* _The problem_: Determine how many lines in the data below contain "found" and write only that number.

──────── Provided data

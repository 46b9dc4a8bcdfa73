//! Course catalog built from flat section rows.
//!
//! Registrar exports list one row per section. The catalog groups rows
//! into [`Course`]s (keyed by subject + catalog number) and, within a
//! course, into components, preserving first-appearance order for both.
//!
//! # Row Format
//!
//! | Field | Example | Notes |
//! |-------|---------|-------|
//! | `Subject` | `COMPSCI` | |
//! | `Catalog Number` | `61A` | |
//! | `Course Title` | `Structure and Interpretation` | optional |
//! | `Course Component` | `LEC` | |
//! | `Section` | `001` | |
//! | `Meeting Days` | `MWF` | blank = asynchronous |
//! | `Start Time` / `End Time` | `14:00` | blank = asynchronous |
//! | `Facility` | `Wheeler 150` | optional |

use serde::{Deserialize, Serialize};
use std::collections::HashMap;
use tracing::debug;

use crate::error::{Result, ScheduleError};
use crate::models::{Course, CourseBuilder, DaySet, MeetingPattern, Section};
use crate::validation::validate_courses;

/// One section row as supplied by the course-data loader.
#[derive(Debug, Clone, PartialEq, Eq, Serialize, Deserialize)]
pub struct SectionRecord {
    #[serde(rename = "Subject")]
    pub subject: String,
    #[serde(rename = "Catalog Number")]
    pub catalog_number: String,
    #[serde(rename = "Course Title", default)]
    pub title: String,
    #[serde(rename = "Course Component")]
    pub component: String,
    #[serde(rename = "Section")]
    pub section: String,
    #[serde(rename = "Meeting Days", default)]
    pub meeting_days: String,
    #[serde(rename = "Start Time", default)]
    pub start_time: String,
    #[serde(rename = "End Time", default)]
    pub end_time: String,
    #[serde(rename = "Facility", default)]
    pub facility: Option<String>,
}

impl SectionRecord {
    /// Course identifier: `"{subject} {catalog number}"`.
    pub fn course_id(&self) -> String {
        format!("{} {}", self.subject.trim(), self.catalog_number.trim())
    }

    /// Section identifier: `"{component} {section}"`, unique within a course.
    pub fn section_id(&self) -> String {
        format!("{} {}", self.component.trim(), self.section.trim())
    }

    /// Converts the row into a [`Section`].
    ///
    /// # Errors
    /// `UnknownDay`, `MalformedTime`, or `InvertedTimeRange` for a row
    /// with a bad meeting.
    pub fn to_section(&self) -> Result<Section> {
        let mut section = Section::new(
            self.section_id(),
            self.course_id(),
            self.component.trim(),
        );

        let days = self.meeting_days.trim();
        let (start, end) = (self.start_time.trim(), self.end_time.trim());
        if !days.is_empty() && !start.is_empty() && !end.is_empty() {
            section = section.with_meeting(MeetingPattern::new(DaySet::parse(days)?, start, end)?);
        }

        if let Some(facility) = self.facility.as_deref().map(str::trim) {
            if !facility.is_empty() {
                section = section.with_facility(facility);
            }
        }
        Ok(section)
    }
}

/// All courses known to the loader, in first-appearance order.
#[derive(Debug, Clone, Default)]
pub struct Catalog {
    courses: Vec<Course>,
}

impl Catalog {
    /// Groups section rows into courses.
    ///
    /// # Example
    /// ```
    /// use u_timetable::catalog::{Catalog, SectionRecord};
    ///
    /// let rows: Vec<SectionRecord> = serde_json::from_str(r#"[
    ///   {"Subject": "MATH", "Catalog Number": "1A", "Course Component": "LEC",
    ///    "Section": "001", "Meeting Days": "MWF", "Start Time": "9:00", "End Time": "9:50"},
    ///   {"Subject": "MATH", "Catalog Number": "1A", "Course Component": "DIS",
    ///    "Section": "101", "Meeting Days": "TR", "Start Time": "8:00", "End Time": "8:50"}
    /// ]"#).unwrap();
    ///
    /// let catalog = Catalog::from_records(rows).unwrap();
    /// let math = catalog.course("MATH 1A").unwrap();
    /// assert_eq!(math.component_types().collect::<Vec<_>>(), ["LEC", "DIS"]);
    /// ```
    pub fn from_records(records: impl IntoIterator<Item = SectionRecord>) -> Result<Self> {
        let mut builders: Vec<CourseBuilder> = Vec::new();
        let mut index: HashMap<String, usize> = HashMap::new();
        let mut rows = 0usize;

        for record in records {
            rows += 1;
            let section = record.to_section()?;
            let slot = *index.entry(section.course_id.clone()).or_insert_with(|| {
                let title = record.title.trim();
                builders.push(CourseBuilder::new(section.course_id.clone()).with_name(title));
                builders.len() - 1
            });
            builders[slot].push_section(section);
        }

        let courses = builders
            .into_iter()
            .map(CourseBuilder::build)
            .collect::<Result<Vec<_>>>()?;

        debug!(rows, courses = courses.len(), "built course catalog");
        Ok(Self { courses })
    }

    /// All courses.
    pub fn courses(&self) -> &[Course] {
        &self.courses
    }

    /// Finds a course by id.
    pub fn course(&self, id: &str) -> Option<&Course> {
        self.courses.iter().find(|c| c.id() == id)
    }

    /// Courses whose id starts with `query` (case-insensitive).
    pub fn matching(&self, query: &str) -> Vec<&Course> {
        let query = query.trim().to_ascii_uppercase();
        self.courses
            .iter()
            .filter(|c| c.id().to_ascii_uppercase().starts_with(&query))
            .collect()
    }

    pub fn len(&self) -> usize {
        self.courses.len()
    }

    pub fn is_empty(&self) -> bool {
        self.courses.is_empty()
    }

    /// Picks courses by id, in the given order, ready for the solver.
    ///
    /// # Errors
    /// - `UnknownCourse` for an id not in the catalog
    /// - `Invalid` if the selection fails validation (e.g. an id repeated)
    pub fn select<S: AsRef<str>>(&self, ids: &[S]) -> Result<Vec<Course>> {
        let selected = ids
            .iter()
            .map(|id| {
                let id = id.as_ref();
                self.course(id)
                    .cloned()
                    .ok_or_else(|| ScheduleError::UnknownCourse(id.to_string()))
            })
            .collect::<Result<Vec<_>>>()?;

        validate_courses(&selected).map_err(ScheduleError::Invalid)?;
        Ok(selected)
    }
}

#[cfg(test)]
mod tests {
    use super::*;
    use crate::models::Day;
    use crate::solver::ScheduleSolver;

    const ROWS: &str = r#"[
        {"Subject": "CS", "Catalog Number": "61A", "Course Title": "SICP",
         "Course Component": "LEC", "Section": "001",
         "Meeting Days": "MWF", "Start Time": "14:00", "End Time": "14:59",
         "Facility": "Wheeler 150"},
        {"Subject": "CS", "Catalog Number": "61A", "Course Component": "DIS",
         "Section": "101", "Meeting Days": "TR", "Start Time": "9:00", "End Time": "9:59"},
        {"Subject": "CS", "Catalog Number": "61A", "Course Component": "DIS",
         "Section": "102", "Meeting Days": "W", "Start Time": "14:30", "End Time": "15:29"},
        {"Subject": "MATH", "Catalog Number": "54", "Course Component": "LEC",
         "Section": "001", "Meeting Days": "TR", "Start Time": "9:30", "End Time": "10:59"},
        {"Subject": "MATH", "Catalog Number": "54", "Course Component": "LEC",
         "Section": "002", "Meeting Days": "", "Start Time": "", "End Time": "",
         "Facility": ""},
        {"Subject": "CS", "Catalog Number": "61B", "Course Component": "LEC",
         "Section": "001", "Meeting Days": "MWF", "Start Time": "10:00", "End Time": "10:59"}
    ]"#;

    fn catalog() -> Catalog {
        let rows: Vec<SectionRecord> = serde_json::from_str(ROWS).unwrap();
        Catalog::from_records(rows).unwrap()
    }

    #[test]
    fn test_grouping_preserves_order() {
        let catalog = catalog();
        let ids: Vec<_> = catalog.courses().iter().map(|c| c.id()).collect();
        assert_eq!(ids, ["CS 61A", "MATH 54", "CS 61B"]);

        let cs = catalog.course("CS 61A").unwrap();
        assert_eq!(cs.name(), "SICP");
        assert_eq!(cs.component_types().collect::<Vec<_>>(), ["LEC", "DIS"]);
        assert_eq!(cs.sections("DIS").map(|s| s.len()), Some(2));
    }

    #[test]
    fn test_row_conversion() {
        let catalog = catalog();
        let lec = &catalog.course("CS 61A").unwrap().sections("LEC").unwrap()[0];
        assert_eq!(lec.id, "LEC 001");
        assert_eq!(lec.facility.as_deref(), Some("Wheeler 150"));
        assert!(lec.meets_on(Day::Friday));

        let online = &catalog.course("MATH 54").unwrap().sections("LEC").unwrap()[1];
        assert!(online.meeting.is_none());
        assert!(online.facility.is_none());
    }

    #[test]
    fn test_bad_rows_rejected() {
        let mut row: SectionRecord = serde_json::from_str(
            r#"{"Subject": "X", "Catalog Number": "1", "Course Component": "LEC",
                "Section": "1", "Meeting Days": "MX", "Start Time": "9:00", "End Time": "10:00"}"#,
        )
        .unwrap();
        assert_eq!(
            Catalog::from_records([row.clone()]).unwrap_err(),
            ScheduleError::UnknownDay('X')
        );

        row.meeting_days = "M".into();
        row.start_time = "9.00".into();
        assert!(matches!(
            Catalog::from_records([row]),
            Err(ScheduleError::MalformedTime(_))
        ));
    }

    #[test]
    fn test_matching() {
        let catalog = catalog();
        let found: Vec<_> = catalog.matching("cs 61").iter().map(|c| c.id()).collect();
        assert_eq!(found, ["CS 61A", "CS 61B"]);
        assert!(catalog.matching("PHYS").is_empty());
    }

    #[test]
    fn test_select_and_solve() {
        let catalog = catalog();
        let courses = catalog.select(&["MATH 54", "CS 61A"]).unwrap();
        let schedules = ScheduleSolver::new().solve(&courses);

        // MATH 001 clashes with DIS 101; DIS 102 clashes with LEC on W.
        let ids: Vec<_> = schedules.iter().map(|s| s.section_ids()).collect();
        assert_eq!(ids, vec![vec!["LEC 002", "LEC 001", "DIS 101"]]);
    }

    #[test]
    fn test_select_errors() {
        let catalog = catalog();
        assert_eq!(
            catalog.select(&["CS 70"]).unwrap_err(),
            ScheduleError::UnknownCourse("CS 70".into())
        );
        assert!(matches!(
            catalog.select(&["CS 61A", "CS 61A"]),
            Err(ScheduleError::Invalid(_))
        ));
    }
}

────────────────

* _Your response_: 2